> **The task**: Single out the lines of the material that contain "domain" and copy them.
Top of Given records
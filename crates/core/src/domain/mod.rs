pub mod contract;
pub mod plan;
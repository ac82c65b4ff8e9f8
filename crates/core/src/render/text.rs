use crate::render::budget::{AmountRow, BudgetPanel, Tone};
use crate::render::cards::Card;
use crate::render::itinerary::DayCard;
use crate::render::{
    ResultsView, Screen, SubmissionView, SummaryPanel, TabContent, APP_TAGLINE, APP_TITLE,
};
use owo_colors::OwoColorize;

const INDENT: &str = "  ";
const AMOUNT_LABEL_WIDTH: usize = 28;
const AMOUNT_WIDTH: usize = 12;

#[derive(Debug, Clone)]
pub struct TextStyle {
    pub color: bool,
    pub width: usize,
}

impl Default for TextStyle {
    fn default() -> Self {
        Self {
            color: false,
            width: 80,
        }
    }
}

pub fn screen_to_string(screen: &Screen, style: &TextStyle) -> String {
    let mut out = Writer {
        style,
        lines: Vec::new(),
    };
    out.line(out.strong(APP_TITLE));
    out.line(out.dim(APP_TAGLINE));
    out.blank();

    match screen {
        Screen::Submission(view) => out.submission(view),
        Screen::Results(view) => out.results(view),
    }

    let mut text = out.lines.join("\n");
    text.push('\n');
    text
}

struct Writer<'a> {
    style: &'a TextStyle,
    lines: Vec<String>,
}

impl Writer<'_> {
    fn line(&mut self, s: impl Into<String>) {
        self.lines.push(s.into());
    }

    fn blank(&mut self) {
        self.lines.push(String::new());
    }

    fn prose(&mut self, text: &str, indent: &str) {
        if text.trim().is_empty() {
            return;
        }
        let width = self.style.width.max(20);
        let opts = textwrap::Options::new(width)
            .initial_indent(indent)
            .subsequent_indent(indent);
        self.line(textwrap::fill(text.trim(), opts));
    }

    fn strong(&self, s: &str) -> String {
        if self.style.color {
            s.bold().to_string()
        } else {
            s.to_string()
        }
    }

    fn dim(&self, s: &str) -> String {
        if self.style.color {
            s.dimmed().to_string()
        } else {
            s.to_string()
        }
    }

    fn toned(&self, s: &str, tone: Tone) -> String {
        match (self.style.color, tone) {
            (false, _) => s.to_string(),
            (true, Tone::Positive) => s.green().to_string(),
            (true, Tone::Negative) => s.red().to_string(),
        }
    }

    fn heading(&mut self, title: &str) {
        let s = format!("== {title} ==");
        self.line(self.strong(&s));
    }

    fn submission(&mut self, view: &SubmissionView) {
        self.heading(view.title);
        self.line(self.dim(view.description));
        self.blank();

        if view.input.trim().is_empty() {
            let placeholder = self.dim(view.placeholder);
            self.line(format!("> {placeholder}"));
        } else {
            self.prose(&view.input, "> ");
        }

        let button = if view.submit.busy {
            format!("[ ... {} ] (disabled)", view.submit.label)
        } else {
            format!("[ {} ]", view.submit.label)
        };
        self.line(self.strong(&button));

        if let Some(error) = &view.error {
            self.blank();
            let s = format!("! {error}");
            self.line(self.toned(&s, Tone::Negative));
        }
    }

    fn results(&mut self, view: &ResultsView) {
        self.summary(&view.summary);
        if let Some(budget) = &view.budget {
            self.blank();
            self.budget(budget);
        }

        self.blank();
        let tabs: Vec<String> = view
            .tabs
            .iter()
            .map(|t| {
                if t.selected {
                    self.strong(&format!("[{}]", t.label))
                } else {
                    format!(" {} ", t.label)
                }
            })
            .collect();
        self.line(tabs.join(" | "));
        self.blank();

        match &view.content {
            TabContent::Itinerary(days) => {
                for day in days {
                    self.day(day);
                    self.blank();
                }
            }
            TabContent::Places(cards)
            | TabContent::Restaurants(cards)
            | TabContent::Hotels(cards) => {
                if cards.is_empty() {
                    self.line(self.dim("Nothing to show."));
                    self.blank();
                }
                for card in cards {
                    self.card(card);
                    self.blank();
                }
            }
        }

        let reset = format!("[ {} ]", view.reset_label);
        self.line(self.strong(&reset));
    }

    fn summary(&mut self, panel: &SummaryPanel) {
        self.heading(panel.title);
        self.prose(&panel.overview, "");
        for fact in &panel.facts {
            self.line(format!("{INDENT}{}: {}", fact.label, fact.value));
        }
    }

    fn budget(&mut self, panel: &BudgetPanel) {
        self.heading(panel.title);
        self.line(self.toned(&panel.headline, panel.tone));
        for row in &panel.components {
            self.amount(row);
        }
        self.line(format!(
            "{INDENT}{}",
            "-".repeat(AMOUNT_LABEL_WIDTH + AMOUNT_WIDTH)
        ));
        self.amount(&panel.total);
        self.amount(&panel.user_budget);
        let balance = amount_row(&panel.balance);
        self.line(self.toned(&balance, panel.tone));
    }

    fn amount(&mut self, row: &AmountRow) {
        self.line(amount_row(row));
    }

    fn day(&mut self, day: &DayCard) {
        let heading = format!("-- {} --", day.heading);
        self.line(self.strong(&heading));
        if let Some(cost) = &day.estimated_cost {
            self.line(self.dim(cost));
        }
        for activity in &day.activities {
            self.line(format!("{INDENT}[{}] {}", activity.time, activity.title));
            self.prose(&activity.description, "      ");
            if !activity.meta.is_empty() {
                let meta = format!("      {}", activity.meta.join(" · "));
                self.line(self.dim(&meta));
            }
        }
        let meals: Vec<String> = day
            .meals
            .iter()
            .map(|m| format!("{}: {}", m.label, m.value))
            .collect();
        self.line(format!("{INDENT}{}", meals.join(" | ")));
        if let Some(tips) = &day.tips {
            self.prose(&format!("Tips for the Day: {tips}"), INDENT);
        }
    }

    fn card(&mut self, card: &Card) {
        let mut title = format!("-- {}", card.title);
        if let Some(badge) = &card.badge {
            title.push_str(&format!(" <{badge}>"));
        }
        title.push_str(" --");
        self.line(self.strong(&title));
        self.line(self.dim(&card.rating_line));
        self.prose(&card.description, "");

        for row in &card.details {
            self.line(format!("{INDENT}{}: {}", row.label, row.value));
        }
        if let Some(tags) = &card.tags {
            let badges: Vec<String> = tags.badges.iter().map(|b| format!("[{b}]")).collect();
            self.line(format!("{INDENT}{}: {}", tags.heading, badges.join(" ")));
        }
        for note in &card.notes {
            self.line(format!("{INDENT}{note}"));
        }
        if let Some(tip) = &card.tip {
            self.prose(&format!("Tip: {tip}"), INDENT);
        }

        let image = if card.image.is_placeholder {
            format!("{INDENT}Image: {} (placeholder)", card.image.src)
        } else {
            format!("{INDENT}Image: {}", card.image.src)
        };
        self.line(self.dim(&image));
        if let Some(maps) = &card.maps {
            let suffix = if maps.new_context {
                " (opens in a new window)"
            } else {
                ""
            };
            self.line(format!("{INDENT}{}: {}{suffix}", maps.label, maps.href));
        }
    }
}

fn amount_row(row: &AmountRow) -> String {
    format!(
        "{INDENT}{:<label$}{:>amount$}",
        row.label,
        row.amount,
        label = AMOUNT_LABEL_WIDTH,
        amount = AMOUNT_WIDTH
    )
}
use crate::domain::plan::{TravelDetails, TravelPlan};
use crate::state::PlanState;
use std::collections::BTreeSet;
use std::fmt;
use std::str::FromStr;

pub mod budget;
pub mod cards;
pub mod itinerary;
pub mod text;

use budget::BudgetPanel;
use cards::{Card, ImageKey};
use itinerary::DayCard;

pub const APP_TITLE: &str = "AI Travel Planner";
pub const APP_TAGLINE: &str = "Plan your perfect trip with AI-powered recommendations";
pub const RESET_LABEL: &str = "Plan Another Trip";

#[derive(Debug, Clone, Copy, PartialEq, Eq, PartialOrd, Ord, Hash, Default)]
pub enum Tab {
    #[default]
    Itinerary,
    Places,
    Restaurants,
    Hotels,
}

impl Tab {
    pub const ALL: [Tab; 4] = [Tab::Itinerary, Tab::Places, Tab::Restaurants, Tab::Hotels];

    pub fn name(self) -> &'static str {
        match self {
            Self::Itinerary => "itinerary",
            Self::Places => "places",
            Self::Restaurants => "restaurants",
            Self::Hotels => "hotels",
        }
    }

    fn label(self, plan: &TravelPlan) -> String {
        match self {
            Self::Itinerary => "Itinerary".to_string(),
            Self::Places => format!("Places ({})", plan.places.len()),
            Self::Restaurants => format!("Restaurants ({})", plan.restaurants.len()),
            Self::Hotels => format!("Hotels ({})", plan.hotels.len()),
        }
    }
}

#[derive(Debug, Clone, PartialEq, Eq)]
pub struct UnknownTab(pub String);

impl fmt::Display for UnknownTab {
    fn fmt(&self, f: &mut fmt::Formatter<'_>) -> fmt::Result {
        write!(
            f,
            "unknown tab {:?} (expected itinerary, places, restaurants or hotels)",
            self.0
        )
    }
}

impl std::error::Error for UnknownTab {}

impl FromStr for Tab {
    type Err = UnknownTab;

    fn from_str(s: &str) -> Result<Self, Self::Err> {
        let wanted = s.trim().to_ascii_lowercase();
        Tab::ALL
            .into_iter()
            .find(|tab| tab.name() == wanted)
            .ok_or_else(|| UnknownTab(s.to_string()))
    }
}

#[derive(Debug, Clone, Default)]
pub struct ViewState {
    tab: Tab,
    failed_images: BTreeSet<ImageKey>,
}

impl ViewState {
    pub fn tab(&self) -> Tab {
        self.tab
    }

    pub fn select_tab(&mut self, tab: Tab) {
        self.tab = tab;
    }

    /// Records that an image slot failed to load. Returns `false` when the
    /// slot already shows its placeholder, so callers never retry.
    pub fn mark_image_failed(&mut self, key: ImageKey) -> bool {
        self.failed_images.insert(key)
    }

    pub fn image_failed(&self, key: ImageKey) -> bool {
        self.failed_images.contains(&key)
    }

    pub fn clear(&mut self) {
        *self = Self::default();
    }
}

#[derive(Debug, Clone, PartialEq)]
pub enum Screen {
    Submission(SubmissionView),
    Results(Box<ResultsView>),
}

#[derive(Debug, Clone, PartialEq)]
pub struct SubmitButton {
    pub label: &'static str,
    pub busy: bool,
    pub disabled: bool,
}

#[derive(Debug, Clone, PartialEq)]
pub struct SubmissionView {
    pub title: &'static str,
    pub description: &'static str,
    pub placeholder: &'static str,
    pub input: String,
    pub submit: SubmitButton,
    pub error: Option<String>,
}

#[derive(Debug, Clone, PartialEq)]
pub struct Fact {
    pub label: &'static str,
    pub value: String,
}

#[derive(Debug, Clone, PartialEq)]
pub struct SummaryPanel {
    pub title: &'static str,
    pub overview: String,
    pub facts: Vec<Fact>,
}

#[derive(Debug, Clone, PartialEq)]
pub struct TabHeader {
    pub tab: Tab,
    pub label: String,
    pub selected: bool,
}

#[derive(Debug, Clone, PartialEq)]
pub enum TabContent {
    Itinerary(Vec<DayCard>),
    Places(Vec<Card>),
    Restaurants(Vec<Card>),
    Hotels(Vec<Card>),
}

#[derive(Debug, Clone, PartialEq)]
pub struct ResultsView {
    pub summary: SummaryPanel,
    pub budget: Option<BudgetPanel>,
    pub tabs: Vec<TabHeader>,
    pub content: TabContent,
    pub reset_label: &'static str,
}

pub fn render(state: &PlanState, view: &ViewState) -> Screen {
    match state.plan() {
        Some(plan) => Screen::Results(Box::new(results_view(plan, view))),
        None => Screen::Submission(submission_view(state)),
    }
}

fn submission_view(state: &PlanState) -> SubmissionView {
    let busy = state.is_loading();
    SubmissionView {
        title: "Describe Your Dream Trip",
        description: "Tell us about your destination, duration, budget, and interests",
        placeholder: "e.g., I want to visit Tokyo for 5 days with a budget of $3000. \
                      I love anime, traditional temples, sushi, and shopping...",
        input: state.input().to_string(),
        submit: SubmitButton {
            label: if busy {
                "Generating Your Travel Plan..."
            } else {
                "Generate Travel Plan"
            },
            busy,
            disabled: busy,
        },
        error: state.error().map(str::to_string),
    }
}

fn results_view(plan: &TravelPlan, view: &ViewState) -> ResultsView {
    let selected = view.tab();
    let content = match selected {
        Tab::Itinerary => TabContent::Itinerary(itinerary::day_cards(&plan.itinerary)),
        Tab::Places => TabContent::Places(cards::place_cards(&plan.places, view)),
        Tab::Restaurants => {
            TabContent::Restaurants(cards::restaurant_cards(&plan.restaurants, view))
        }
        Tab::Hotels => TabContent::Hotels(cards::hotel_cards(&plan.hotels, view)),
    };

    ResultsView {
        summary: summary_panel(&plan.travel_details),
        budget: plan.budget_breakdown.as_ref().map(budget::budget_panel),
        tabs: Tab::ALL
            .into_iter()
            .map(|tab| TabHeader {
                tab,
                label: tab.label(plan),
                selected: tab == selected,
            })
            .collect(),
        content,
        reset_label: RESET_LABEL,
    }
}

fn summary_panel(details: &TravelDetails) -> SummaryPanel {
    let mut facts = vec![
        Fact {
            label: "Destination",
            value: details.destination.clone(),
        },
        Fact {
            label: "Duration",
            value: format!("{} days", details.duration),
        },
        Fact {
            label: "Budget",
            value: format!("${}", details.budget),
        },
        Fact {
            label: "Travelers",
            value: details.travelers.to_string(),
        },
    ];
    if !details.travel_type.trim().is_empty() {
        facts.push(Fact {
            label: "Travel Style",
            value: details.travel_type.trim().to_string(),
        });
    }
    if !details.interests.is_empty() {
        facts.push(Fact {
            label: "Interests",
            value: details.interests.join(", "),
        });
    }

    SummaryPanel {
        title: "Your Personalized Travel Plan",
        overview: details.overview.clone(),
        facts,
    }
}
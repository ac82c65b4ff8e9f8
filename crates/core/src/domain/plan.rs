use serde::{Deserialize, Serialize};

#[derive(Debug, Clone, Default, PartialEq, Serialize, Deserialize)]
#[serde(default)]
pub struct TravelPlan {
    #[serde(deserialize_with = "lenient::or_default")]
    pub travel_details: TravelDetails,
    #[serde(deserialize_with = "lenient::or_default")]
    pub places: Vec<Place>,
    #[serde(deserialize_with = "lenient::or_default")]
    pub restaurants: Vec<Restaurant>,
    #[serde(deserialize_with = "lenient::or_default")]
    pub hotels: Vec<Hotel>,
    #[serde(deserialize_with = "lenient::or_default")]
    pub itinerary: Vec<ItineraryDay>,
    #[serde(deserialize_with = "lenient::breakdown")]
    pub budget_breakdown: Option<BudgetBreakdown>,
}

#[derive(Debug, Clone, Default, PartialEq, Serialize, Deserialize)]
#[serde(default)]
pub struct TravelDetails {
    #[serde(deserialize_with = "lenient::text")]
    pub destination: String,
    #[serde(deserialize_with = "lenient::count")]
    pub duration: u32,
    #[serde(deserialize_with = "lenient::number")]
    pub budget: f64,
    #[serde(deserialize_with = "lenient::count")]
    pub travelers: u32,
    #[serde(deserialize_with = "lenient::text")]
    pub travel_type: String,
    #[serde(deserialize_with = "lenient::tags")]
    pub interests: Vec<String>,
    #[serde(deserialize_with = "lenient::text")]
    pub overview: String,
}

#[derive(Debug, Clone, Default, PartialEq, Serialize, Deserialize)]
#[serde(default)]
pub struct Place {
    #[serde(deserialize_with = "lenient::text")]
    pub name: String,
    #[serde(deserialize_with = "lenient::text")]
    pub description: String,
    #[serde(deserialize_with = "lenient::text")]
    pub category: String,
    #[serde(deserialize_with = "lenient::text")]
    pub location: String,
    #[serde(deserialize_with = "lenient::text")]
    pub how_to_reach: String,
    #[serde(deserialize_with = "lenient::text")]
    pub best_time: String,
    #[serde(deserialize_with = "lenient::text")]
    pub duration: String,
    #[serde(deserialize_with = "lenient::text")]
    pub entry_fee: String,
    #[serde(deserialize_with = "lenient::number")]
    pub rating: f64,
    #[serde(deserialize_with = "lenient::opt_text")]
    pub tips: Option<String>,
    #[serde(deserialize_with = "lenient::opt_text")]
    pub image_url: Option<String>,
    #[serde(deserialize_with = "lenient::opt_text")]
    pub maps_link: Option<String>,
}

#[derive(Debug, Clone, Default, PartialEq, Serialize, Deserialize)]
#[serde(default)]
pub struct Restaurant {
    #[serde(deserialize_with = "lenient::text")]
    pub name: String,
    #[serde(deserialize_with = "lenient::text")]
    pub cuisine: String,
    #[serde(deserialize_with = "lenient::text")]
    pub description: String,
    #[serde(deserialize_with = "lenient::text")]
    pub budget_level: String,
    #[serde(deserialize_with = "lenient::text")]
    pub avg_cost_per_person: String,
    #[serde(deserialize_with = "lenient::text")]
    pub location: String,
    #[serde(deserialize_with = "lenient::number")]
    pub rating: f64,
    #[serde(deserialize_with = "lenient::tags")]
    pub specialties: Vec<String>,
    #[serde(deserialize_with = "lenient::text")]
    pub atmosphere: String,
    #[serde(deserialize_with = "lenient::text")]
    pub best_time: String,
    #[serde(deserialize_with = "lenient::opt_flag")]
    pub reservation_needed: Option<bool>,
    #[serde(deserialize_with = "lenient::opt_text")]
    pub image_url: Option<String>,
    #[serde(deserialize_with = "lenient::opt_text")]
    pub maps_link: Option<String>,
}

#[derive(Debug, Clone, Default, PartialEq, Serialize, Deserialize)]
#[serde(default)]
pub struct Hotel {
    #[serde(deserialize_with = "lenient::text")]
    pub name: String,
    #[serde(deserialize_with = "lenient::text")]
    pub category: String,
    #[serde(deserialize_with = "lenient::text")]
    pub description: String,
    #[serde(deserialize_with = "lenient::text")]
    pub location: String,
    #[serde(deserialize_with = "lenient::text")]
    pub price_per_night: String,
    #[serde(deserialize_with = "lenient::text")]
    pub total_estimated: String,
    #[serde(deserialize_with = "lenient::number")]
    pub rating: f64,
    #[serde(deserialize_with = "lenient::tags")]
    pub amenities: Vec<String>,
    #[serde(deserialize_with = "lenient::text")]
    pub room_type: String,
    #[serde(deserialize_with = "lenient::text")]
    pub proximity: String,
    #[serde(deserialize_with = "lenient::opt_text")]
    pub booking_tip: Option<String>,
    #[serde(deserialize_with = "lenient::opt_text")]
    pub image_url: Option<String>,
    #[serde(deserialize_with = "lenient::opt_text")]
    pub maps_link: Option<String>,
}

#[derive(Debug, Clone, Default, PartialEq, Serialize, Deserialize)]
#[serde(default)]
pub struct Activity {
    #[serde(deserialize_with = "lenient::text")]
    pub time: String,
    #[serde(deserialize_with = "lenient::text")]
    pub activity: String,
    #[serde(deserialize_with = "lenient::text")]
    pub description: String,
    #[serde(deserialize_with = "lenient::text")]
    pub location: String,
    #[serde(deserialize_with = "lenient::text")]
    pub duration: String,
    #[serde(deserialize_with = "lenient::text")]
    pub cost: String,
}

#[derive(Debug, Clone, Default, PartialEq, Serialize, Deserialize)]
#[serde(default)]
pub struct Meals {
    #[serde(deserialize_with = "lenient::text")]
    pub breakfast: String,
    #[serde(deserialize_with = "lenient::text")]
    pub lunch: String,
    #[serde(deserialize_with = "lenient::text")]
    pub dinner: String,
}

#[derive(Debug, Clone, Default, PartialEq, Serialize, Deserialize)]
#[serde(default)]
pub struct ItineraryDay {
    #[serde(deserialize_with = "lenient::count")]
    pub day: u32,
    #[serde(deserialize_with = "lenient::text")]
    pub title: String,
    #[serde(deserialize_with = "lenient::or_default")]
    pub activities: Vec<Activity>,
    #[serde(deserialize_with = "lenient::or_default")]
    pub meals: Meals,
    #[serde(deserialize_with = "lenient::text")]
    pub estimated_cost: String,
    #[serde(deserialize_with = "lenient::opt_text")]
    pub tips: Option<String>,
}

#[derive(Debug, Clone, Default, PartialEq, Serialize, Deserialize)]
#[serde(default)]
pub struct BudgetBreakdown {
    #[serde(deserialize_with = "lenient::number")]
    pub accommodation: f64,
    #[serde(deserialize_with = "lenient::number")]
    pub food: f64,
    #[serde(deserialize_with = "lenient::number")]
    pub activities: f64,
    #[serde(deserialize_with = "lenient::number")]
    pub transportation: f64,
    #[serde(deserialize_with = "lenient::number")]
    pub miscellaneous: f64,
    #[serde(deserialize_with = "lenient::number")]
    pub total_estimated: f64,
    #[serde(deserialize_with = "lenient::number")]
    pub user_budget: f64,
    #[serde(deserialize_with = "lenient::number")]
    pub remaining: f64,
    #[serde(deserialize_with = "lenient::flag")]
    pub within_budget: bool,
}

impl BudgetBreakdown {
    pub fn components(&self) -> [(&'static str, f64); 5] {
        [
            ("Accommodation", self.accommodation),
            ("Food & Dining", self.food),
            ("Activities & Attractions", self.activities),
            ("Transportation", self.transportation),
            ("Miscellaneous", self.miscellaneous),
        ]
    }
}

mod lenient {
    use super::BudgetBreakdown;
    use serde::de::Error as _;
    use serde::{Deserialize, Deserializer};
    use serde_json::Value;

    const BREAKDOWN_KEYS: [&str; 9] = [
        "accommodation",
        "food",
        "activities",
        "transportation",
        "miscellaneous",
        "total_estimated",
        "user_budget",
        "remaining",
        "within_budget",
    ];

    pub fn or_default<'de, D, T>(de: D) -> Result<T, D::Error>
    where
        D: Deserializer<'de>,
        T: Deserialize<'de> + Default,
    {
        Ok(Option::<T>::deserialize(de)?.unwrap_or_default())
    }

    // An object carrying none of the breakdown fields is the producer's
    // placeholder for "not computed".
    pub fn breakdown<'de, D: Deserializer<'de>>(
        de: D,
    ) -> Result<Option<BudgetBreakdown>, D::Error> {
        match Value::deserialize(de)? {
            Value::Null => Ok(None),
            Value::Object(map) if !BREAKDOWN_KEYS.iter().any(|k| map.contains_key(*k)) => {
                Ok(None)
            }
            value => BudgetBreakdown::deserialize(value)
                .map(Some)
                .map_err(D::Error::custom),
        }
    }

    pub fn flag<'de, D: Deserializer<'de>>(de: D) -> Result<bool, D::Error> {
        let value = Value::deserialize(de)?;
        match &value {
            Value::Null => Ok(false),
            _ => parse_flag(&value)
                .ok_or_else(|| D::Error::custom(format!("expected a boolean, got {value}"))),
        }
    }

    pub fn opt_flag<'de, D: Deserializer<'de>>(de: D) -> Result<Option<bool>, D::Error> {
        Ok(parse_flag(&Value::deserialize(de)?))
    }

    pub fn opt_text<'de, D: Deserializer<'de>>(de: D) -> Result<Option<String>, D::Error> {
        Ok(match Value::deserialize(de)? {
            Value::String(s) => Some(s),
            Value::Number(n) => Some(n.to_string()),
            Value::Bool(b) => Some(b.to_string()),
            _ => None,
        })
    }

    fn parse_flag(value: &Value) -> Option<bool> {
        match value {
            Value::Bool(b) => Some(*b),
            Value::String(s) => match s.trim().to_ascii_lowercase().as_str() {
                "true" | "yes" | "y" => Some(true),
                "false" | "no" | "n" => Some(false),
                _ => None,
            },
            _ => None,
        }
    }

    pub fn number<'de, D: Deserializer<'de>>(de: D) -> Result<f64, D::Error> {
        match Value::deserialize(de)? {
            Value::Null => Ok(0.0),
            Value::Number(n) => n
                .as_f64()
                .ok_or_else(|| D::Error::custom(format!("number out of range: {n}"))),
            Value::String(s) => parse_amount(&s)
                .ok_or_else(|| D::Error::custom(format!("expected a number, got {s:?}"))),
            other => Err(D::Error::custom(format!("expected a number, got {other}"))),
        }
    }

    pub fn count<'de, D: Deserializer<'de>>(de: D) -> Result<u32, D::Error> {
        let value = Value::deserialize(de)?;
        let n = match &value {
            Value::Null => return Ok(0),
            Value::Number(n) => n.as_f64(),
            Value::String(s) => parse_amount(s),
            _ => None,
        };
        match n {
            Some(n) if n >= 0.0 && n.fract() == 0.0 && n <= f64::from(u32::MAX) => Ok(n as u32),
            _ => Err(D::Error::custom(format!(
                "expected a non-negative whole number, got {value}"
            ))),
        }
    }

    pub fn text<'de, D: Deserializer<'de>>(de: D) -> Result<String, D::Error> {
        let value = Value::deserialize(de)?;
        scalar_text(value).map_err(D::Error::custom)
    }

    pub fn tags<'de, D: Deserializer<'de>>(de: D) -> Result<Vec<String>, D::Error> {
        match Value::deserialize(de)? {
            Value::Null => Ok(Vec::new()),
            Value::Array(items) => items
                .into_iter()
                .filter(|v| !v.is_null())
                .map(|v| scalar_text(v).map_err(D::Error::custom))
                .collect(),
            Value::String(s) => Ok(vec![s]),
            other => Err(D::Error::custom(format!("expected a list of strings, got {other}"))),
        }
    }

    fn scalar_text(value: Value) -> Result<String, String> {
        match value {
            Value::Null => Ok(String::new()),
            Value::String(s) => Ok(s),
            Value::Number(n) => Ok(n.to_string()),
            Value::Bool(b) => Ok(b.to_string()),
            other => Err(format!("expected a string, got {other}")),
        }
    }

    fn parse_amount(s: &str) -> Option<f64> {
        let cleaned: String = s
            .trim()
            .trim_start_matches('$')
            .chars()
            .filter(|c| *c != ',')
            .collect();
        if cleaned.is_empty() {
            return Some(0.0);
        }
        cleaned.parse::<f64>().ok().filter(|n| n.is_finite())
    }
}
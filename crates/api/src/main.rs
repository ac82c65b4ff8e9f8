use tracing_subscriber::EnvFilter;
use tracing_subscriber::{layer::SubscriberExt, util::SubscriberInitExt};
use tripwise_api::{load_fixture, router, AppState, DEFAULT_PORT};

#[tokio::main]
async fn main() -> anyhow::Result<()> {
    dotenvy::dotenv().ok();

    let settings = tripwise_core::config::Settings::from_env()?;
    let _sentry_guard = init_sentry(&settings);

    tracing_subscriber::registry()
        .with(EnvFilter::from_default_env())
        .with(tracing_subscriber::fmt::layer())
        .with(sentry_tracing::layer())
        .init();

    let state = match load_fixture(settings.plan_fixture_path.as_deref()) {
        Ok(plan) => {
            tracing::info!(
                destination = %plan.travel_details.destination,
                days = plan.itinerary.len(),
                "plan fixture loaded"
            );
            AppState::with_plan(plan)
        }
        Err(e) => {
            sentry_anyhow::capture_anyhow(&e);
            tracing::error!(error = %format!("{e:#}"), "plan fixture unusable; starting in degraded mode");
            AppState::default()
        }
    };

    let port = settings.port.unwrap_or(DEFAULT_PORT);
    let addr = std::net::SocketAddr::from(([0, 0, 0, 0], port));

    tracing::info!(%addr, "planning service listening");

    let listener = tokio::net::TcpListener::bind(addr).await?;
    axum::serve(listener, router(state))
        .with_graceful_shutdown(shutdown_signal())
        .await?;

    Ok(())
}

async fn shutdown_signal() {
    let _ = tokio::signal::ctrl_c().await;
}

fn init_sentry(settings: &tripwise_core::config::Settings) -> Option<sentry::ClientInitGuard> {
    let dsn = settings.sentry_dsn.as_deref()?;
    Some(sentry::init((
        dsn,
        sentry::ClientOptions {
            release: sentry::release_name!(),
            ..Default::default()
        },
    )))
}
Bottom of Given records
> **Answer section**:
filename crates/core/src/domain/mod.rs
use crate::domain::plan::{TravelDetails, TravelPlan};
filename crates/core/src/domain/plan.rs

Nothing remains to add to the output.